心地よく彷徨いながら商品に出会う商業建築
大都心の商業建築は集客のために、上層階の庭園やレストラン街、下層階の食品売り場など、店舗ごとに個性ある機能で魅力を出している。目的をもって入店したはずが、商品を探す過程で次々に購買意欲を掻き立たせる移動体験は商業建築を訪れた際の一つの楽しみでもある。
積層する折れ壁のずれが生む連続的ピロティ
本建築では、商業建築における建築の移動体験に焦点をおいた。<折れ壁を定める>建築操作で生まれた、平面的に折れ壁を潜る / 断面的に積層した壁のずれから登る体験が、外 / 内、商品を探し求める探索 / あてもなく出会う散策を反転させていく。

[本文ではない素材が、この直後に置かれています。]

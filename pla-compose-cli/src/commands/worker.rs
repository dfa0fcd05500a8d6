//! `pla-compose worker`

use std::path::PathBuf;

use anyhow::{Context, Result};
use clap::Args;
use console::style;
use pla_compose::config::DEFAULT_COORDINATOR;
use pla_compose::worker::{self, WorkerOutcome};
use pla_compose::WorkerRuntime;

#[derive(Args)]
pub struct WorkerArgs {
    /// TOML config file with a [worker] section
    #[arg(long, short)]
    config: Option<PathBuf>,

    /// Coordinator address (overrides the config file)
    #[arg(long, env = "PLA_COMPOSE_COORDINATOR")]
    coordinator: Option<String>,
}

impl WorkerArgs {
    pub async fn execute(self) -> Result<()> {
        let config = super::load_config(self.config.as_deref())?.worker;
        let address = self
            .coordinator
            .or_else(|| config.map(|c| c.coordinator))
            .unwrap_or_else(|| DEFAULT_COORDINATOR.to_string());

        let connection = worker::connect(address.as_str())
            .await
            .with_context(|| format!("Failed to connect to coordinator at {address}"))?;
        let report = WorkerRuntime::new(connection)
            .run()
            .await
            .context("Worker failed")?;

        match report.outcome {
            WorkerOutcome::Closed => {
                println!("{} No work assigned", style("→").dim());
            },
            WorkerOutcome::Delivered { module } => {
                println!(
                    "{} Delivered result {} after {} instructions",
                    style("✓").green().bold(),
                    style(module).cyan(),
                    report.executed
                );
            },
            WorkerOutcome::Finished => {
                println!(
                    "{} Finished {} instructions",
                    style("✓").green().bold(),
                    report.executed
                );
            },
        }
        for mismatch in &report.mismatches {
            eprintln!(
                "{} expected {} but received {}",
                style("!").yellow().bold(),
                mismatch.expected,
                mismatch.received
            );
        }
        for name in &report.discarded {
            eprintln!(
                "{} dropped inbound {} in favor of the local copy",
                style("!").yellow().bold(),
                name
            );
        }
        Ok(())
    }
}
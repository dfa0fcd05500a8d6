//! Work distribution, ordering and instruction compilation.
//!
//! [`plan`] runs the whole pipeline over a loaded repository:
//!
//! 1. [`distribute`] assigns modules to workers round-robin in load order;
//! 2. [`level::repair`] lifts any parent not above its children;
//! 3. [`order`] sorts modules by `(level, load index)`;
//! 4. [`compile`] emits one [`Program`] per worker.

use std::fmt;

use tracing::{debug, info};

use crate::error::JobError;
use crate::module::ModuleRepository;

mod compiler;
mod instruction;
pub mod level;

pub use compiler::compile;
pub use instruction::{Instruction, ParseInstructionError, Program, EMPTY_PROGRAM};
pub use level::LevelRepair;

/// Number of modules assigned to each worker.
#[derive(Debug, Clone, PartialEq, Eq, serde::Serialize)]
#[serde(transparent)]
pub struct Distribution(Vec<usize>);

impl Distribution {
    /// All-zero distribution over `workers` workers.
    pub fn new(workers: usize) -> Self {
        Self(vec![0; workers])
    }

    /// Distribution from explicit per-worker counts.
    pub fn from_counts(counts: Vec<usize>) -> Self {
        Self(counts)
    }

    /// Number of workers.
    pub fn worker_count(&self) -> usize {
        self.0.len()
    }

    /// Modules assigned to `worker`.
    pub fn count(&self, worker: usize) -> usize {
        self.0.get(worker).copied().unwrap_or(0)
    }

    /// Per-worker counts.
    pub fn counts(&self) -> &[usize] {
        &self.0
    }

    /// Total number of assigned modules.
    pub fn total(&self) -> usize {
        self.0.iter().sum()
    }

    fn assign(&mut self, worker: usize) {
        self.0[worker] += 1;
    }

    /// Moves one module from `from` to `to`.
    pub fn relocate(&mut self, from: usize, to: usize) {
        self.0[from] = self.0[from].saturating_sub(1);
        self.0[to] += 1;
    }
}

/// Assigns module `i` (load order) to worker `i mod workers`.
///
/// # Examples
///
/// ```
/// use pla_compose::function::FunctionTable;
/// use pla_compose::module::{Module, ModuleRepository};
/// use pla_compose::schedule::distribute;
///
/// let mut repo: ModuleRepository = ["A", "B", "C", "D", "E"]
///     .into_iter()
///     .map(|name| Module::new(name, FunctionTable::new(1)))
///     .collect();
/// let distribution = distribute(&mut repo, 3).unwrap();
/// assert_eq!(distribution.counts(), &[2, 2, 1]);
/// assert_eq!(repo.get("D").unwrap().assigned_worker(), 0);
/// ```
pub fn distribute(repo: &mut ModuleRepository, workers: usize) -> Result<Distribution, JobError> {
    if workers == 0 {
        return Err(JobError::NoWorkers);
    }
    let mut distribution = Distribution::new(workers);
    for (index, module) in repo.iter_mut().enumerate() {
        let worker = index % workers;
        module.set_assigned_worker(worker);
        distribution.assign(worker);
    }
    Ok(distribution)
}

/// Module names sorted by ascending level, load order among equals.
pub fn order(repo: &ModuleRepository) -> Vec<String> {
    let mut ranked: Vec<(u32, usize, &str)> = repo
        .iter()
        .enumerate()
        .map(|(index, module)| (module.level(), index, module.name()))
        .collect();
    ranked.sort_unstable();
    ranked
        .into_iter()
        .map(|(_, _, name)| name.to_string())
        .collect()
}

/// Output of [`plan`]: one program per worker plus the data behind it.
#[derive(Debug, Clone, PartialEq, Eq, serde::Serialize)]
pub struct Plan {
    /// Modules in compilation order.
    pub order: Vec<String>,
    /// Per-worker module counts after leaf relocation.
    pub distribution: Distribution,
    /// Program for each worker, indexed by worker id.
    pub programs: Vec<Program>,
    /// Level repairs applied before ordering.
    #[serde(skip_serializing_if = "Vec::is_empty")]
    pub repairs: Vec<LevelRepairSummary>,
}

/// Serializable view of a [`LevelRepair`].
#[derive(Debug, Clone, PartialEq, Eq, serde::Serialize)]
pub struct LevelRepairSummary {
    /// Module whose level was raised.
    pub parent: String,
    /// Child it had to exceed.
    pub child: String,
    /// New level.
    pub level: u32,
}

impl From<LevelRepair> for LevelRepairSummary {
    fn from(repair: LevelRepair) -> Self {
        Self {
            parent: repair.parent,
            child: repair.child,
            level: repair.to,
        }
    }
}

impl Plan {
    /// Number of workers that received at least one instruction.
    pub fn active_workers(&self) -> usize {
        self.programs.iter().filter(|p| !p.is_empty()).count()
    }
}

impl fmt::Display for Plan {
    fn fmt(&self, f: &mut fmt::Formatter<'_>) -> fmt::Result {
        for (worker, program) in self.programs.iter().enumerate() {
            let text = program.to_text();
            writeln!(f, "{worker}:")?;
            if text.ends_with('\n') {
                writeln!(f, "{text}")?;
            } else {
                writeln!(f, "{text}\n")?;
            }
        }
        Ok(())
    }
}

/// Distributes, levels, orders and compiles `repo` for `workers` workers.
///
/// Module assignments and levels in `repo` are updated in place.
pub fn plan(repo: &mut ModuleRepository, workers: usize) -> crate::Result<Plan> {
    let mut distribution = distribute(repo, workers)?;
    info!(
        modules = repo.len(),
        workers,
        counts = ?distribution.counts(),
        "distributed modules"
    );

    let repairs = level::repair(repo)?;
    let order = order(repo);
    debug!(order = ?order, "compilation order");

    let programs = compile(repo, &order, &mut distribution)?;
    info!(
        instructions = programs.iter().map(Program::len).sum::<usize>(),
        "compiled worker programs"
    );

    Ok(Plan {
        order,
        distribution,
        programs,
        repairs: repairs.into_iter().map(Into::into).collect(),
    })
}
//! `pla-compose coordinator`

use std::path::PathBuf;

use anyhow::{bail, Context, Result};
use clap::Args;
use console::style;
use pla_compose::config::{validate_workers, DEFAULT_BIND};
use pla_compose::coordinator;
use pla_compose::Coordinator;

#[derive(Args)]
pub struct CoordinatorArgs {
    /// TOML config file with a [coordinator] section
    #[arg(long, short)]
    config: Option<PathBuf>,

    /// Listen address (overrides the config file)
    #[arg(long, env = "PLA_COMPOSE_BIND")]
    bind: Option<String>,

    /// Number of workers to wait for (overrides the config file)
    #[arg(long, short)]
    workers: Option<usize>,

    /// Module map of the job (overrides the config file)
    #[arg(long, short)]
    job: Option<PathBuf>,
}

impl CoordinatorArgs {
    pub async fn execute(self) -> Result<()> {
        let config = super::load_config(self.config.as_deref())?.coordinator;

        let bind = self
            .bind
            .or_else(|| config.as_ref().map(|c| c.bind.clone()))
            .unwrap_or_else(|| DEFAULT_BIND.to_string());
        let workers = self
            .workers
            .or_else(|| config.as_ref().map(|c| c.workers))
            .context("Number of workers not given; use --workers or a config file")?;
        validate_workers(workers)?;
        let job = self
            .job
            .or_else(|| config.as_ref().map(|c| c.job.clone()))
            .context("No job given; use --job or a config file")?;

        let repo = super::load_job(&job)?;

        let listener = coordinator::bind(bind.as_str())
            .await
            .with_context(|| format!("Failed to bind {bind}"))?;
        println!(
            "{} Waiting for {} worker{} on {}",
            style("→").dim(),
            workers,
            if workers == 1 { "" } else { "s" },
            style(listener.local_addr()?).yellow()
        );
        let connections = listener.accept_workers(workers).await?;

        let mut coordinator = Coordinator::new(connections);
        let lost = coordinator.prune_disconnected();
        if lost > 0 {
            println!(
                "{} {} worker{} disconnected, running on {}",
                style("!").yellow().bold(),
                lost,
                if lost == 1 { "" } else { "s" },
                coordinator.worker_count()
            );
        }
        if coordinator.worker_count() == 0 {
            bail!("Every worker disconnected before the job started");
        }

        let outcome = coordinator
            .run(repo)
            .await
            .context("Job failed")?;

        match outcome.result {
            Some(module) => {
                println!("{} Job {} completed", style("✓").green().bold(), outcome.id);
                println!("{module}");
            },
            None => {
                println!(
                    "{} Job {} completed without a result",
                    style("!").yellow().bold(),
                    outcome.id
                );
            },
        }
        Ok(())
    }
}
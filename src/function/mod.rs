//! Boolean function algebra.
//!
//! A [`FunctionTable`] is a single-output sum-of-products table whose rows are
//! ternary input cubes (`0`, `1`, `-`). [`merge`] substitutes one table into an
//! input variable of another; it is the only operation workers perform on
//! function data. The [`pla`] submodule reads tables from PLA source text.

mod merge;
pub mod pla;
mod table;

pub use merge::merge;
pub use table::{parse_literals, parse_output, FunctionTable, Literal, Row};
//! pla-compose: coordinator, worker and offline tools for distributed PLA
//! composition.

use anyhow::Result;
use clap::{Parser, Subcommand};

mod commands;

/// Distributed composition of PLA Boolean functions
#[derive(Parser)]
#[command(name = "pla-compose")]
#[command(about = "Compose PLA function trees across coordinated workers", long_about = None)]
#[command(version)]
struct Cli {
    /// Increase log verbosity (-v info, -vv debug, -vvv trace)
    #[arg(short, long, action = clap::ArgAction::Count, global = true)]
    verbose: u8,

    #[command(subcommand)]
    command: Commands,
}

#[derive(Subcommand)]
enum Commands {
    /// Run a job as the coordinator
    ///
    /// Waits for the configured number of workers, distributes the job and
    /// prints the composed root module.
    Coordinator(commands::coordinator::CoordinatorArgs),

    /// Run as a worker
    ///
    /// Connects to the coordinator, executes the received program and exits.
    Worker(commands::worker::WorkerArgs),

    /// Print the per-worker programs for a job without running it
    Plan(commands::plan::PlanArgs),

    /// Substitute one PLA function into an input of another
    Merge(commands::merge::MergeArgs),
}

fn main() -> Result<()> {
    let cli = Cli::parse();
    pla_compose::logging::init(cli.verbose);
    execute_command(cli.command)
}

fn execute_command(command: Commands) -> Result<()> {
    match command {
        Commands::Coordinator(args) => {
            let runtime = tokio::runtime::Runtime::new()?;
            runtime.block_on(args.execute())?;
        },
        Commands::Worker(args) => {
            let runtime = tokio::runtime::Runtime::new()?;
            runtime.block_on(args.execute())?;
        },
        Commands::Plan(args) => {
            args.execute()?;
        },
        Commands::Merge(args) => {
            args.execute()?;
        },
    }
    Ok(())
}
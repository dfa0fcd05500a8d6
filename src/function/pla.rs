//! PLA source text reader.
//!
//! Accepts the single-output subset of the Berkeley PLA format used by module
//! sources:
//!
//! ```text
//! # comment
//! .i 3
//! .o 1
//! .p 2
//! 1-0 1
//! 011 0
//! .e
//! ```

use std::path::{Path, PathBuf};

use tracing::warn;

use crate::error::ConfigError;

use super::table::{FunctionTable, Row};

/// Upper bound on rows reserved up front from a `.p` header.
const MAX_PREALLOCATED_ROWS: usize = 4096;

/// Parses PLA text. `path` is only used in error messages.
///
/// # Examples
///
/// ```
/// use pla_compose::function::pla;
///
/// let text = ".i 2\n.o 1\n.p 1\n1- 1\n.e\n";
/// let table = pla::parse(text, "inline.pla").unwrap();
/// assert_eq!(table.var_count(), 2);
/// assert_eq!(table.ones(), 1);
/// ```
pub fn parse(text: &str, path: impl AsRef<Path>) -> Result<FunctionTable, ConfigError> {
    let path = path.as_ref();
    let err = |line: usize, message: String| ConfigError::Pla {
        path: path.to_path_buf(),
        line,
        message,
    };

    let mut inputs: Option<usize> = None;
    let mut outputs: Option<usize> = None;
    let mut declared_rows: Option<usize> = None;
    let mut table: Option<FunctionTable> = None;

    for (index, raw) in text.lines().enumerate() {
        let line_no = index + 1;
        let line = raw.trim();
        if line.is_empty() || line.starts_with('#') {
            continue;
        }

        if let Some(directive) = line.strip_prefix('.') {
            let mut parts = directive.split_whitespace();
            let key = parts.next().unwrap_or_default();
            if key == "e" {
                break;
            }
            if table.is_some() {
                return Err(err(line_no, format!("header .{key} after the first row")));
            }
            let value = parts
                .next()
                .ok_or_else(|| err(line_no, format!(".{key} needs a value")))?
                .parse::<usize>()
                .map_err(|e| err(line_no, format!(".{key}: {e}")))?;
            match key {
                "i" => inputs = Some(value),
                "o" => outputs = Some(value),
                "p" => declared_rows = Some(value),
                other => warn!(path = %path.display(), line = line_no, "ignoring PLA directive .{other}"),
            }
            continue;
        }

        if table.is_none() {
            let var_count =
                inputs.ok_or_else(|| err(line_no, "row before .i header".to_string()))?;
            if let Some(o) = outputs.filter(|&o| o != 1) {
                return Err(err(
                    line_no,
                    format!("only single-output tables are supported, .o is {o}"),
                ));
            }
            // `.p` is only a hint; it is checked against the rows read below.
            table = Some(FunctionTable::with_capacity(
                var_count,
                declared_rows.unwrap_or(0).min(MAX_PREALLOCATED_ROWS),
            ));
        }

        let mut fields = line.split_whitespace();
        let (Some(cube), Some(output), None) = (fields.next(), fields.next(), fields.next()) else {
            return Err(err(line_no, format!("expected `<inputs> <output>`, got {line:?}")));
        };
        let mut output_chars = output.chars();
        let (Some(bit), None) = (output_chars.next(), output_chars.next()) else {
            return Err(err(line_no, format!("output must be a single bit, got {output:?}")));
        };
        let row = Row::parse(cube, bit).map_err(|e| err(line_no, e.to_string()))?;
        if let Some(table) = table.as_mut() {
            table.push(row).map_err(|e| err(line_no, e.to_string()))?;
        }
    }

    let table = match table {
        Some(table) => table,
        None => {
            let var_count = inputs.ok_or_else(|| err(0, "missing .i header".to_string()))?;
            FunctionTable::new(var_count)
        }
    };

    if let Some(declared) = declared_rows.filter(|&p| p != table.len()) {
        warn!(
            path = %path.display(),
            declared,
            actual = table.len(),
            "PLA .p count disagrees with the rows read"
        );
    }
    Ok(table)
}

/// Reads and parses a PLA file.
pub fn load(path: impl AsRef<Path>) -> Result<FunctionTable, ConfigError> {
    let path = path.as_ref();
    let text = std::fs::read_to_string(path).map_err(|source| ConfigError::Io {
        source,
        path: PathBuf::from(path),
    })?;
    parse(&text, path)
}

紙も折ることで自立するように、この建築の構造は、壁を2回折り曲げ、各階で4点の芯を共有することで、従来の断面的に壁面が連続する壁式構造の原則から脱却する。その結果生じた上下階における壁のずれは、間取りを自由にし、複層にわたるピロティを発生させる。そこでは質の異なる上下の空間が干渉されると同時に、一室として機能する。その干渉のバリエーションは<折れ壁を定める>方法次第で無限に存在し、動線は都市からGLピロティへ、そして中間階ピロティへと上昇しながら複雑化していき、ピロティは都市と商業の二重螺旋の交差点として、偶発的な場を提供するだろう。
<折れ壁を定める>だけの操作で生まれる現象の多様さが、移動体験にリズムを与え、心地よく彷徨いながら商品に出会える商業建築の構成をつくりだしていく。
<折れ壁を定める>こと
<折れ壁を定める>ことは、壁によって生まれるプラン・眺望・明暗・開閉・高低・内外・表裏を設計することである。他方が凹めば、もう一方はでっぱり、他方がオープンであればもう一方はクローズになる。この単一の操作は、壁を介した空間同士の依存関係を強めると同時に、複雑な環境を成立させている。
この建築では、複数の建築要素に割り当てられていた諸機能を、壁に詰め込むことで、①構造の耐力壁として、②空間の性質を創り出す装置として、③機能・動線・用途からなる計画を定めるものとして、壁が存在する。